The problem
A line below contains "the context is", and a later one contains "pub mod mapper;". Repeat both, with every line between them, exactly.

───── Supplied material ─────

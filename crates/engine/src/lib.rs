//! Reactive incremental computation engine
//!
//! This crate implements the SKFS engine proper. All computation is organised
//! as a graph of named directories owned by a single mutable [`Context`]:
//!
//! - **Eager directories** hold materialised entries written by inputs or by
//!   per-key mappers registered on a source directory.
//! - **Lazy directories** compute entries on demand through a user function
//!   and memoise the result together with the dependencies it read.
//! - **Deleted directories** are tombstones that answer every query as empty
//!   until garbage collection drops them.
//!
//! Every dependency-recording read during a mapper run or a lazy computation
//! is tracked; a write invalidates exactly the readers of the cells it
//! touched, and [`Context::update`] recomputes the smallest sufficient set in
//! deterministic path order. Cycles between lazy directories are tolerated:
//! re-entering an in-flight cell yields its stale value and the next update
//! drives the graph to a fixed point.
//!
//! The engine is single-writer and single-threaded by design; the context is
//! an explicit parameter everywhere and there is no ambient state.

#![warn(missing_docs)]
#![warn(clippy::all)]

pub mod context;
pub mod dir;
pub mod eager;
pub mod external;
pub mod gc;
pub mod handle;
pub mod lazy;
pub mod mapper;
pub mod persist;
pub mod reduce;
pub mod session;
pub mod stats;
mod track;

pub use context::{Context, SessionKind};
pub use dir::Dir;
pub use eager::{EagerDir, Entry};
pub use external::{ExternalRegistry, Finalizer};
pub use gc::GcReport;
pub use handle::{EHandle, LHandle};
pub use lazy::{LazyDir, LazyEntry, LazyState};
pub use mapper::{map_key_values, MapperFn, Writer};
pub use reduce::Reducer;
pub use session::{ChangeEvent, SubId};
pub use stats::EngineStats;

─────

Finished task
//! The engine is single-writer and single-threaded by design; the context is
//! an explicit parameter everywhere and there is no ambient state.

#![warn(missing_docs)]
#![warn(clippy::all)]

pub mod context;
pub mod dir;
pub mod eager;
pub mod external;
pub mod gc;
pub mod handle;
pub mod lazy;
pub mod mapper;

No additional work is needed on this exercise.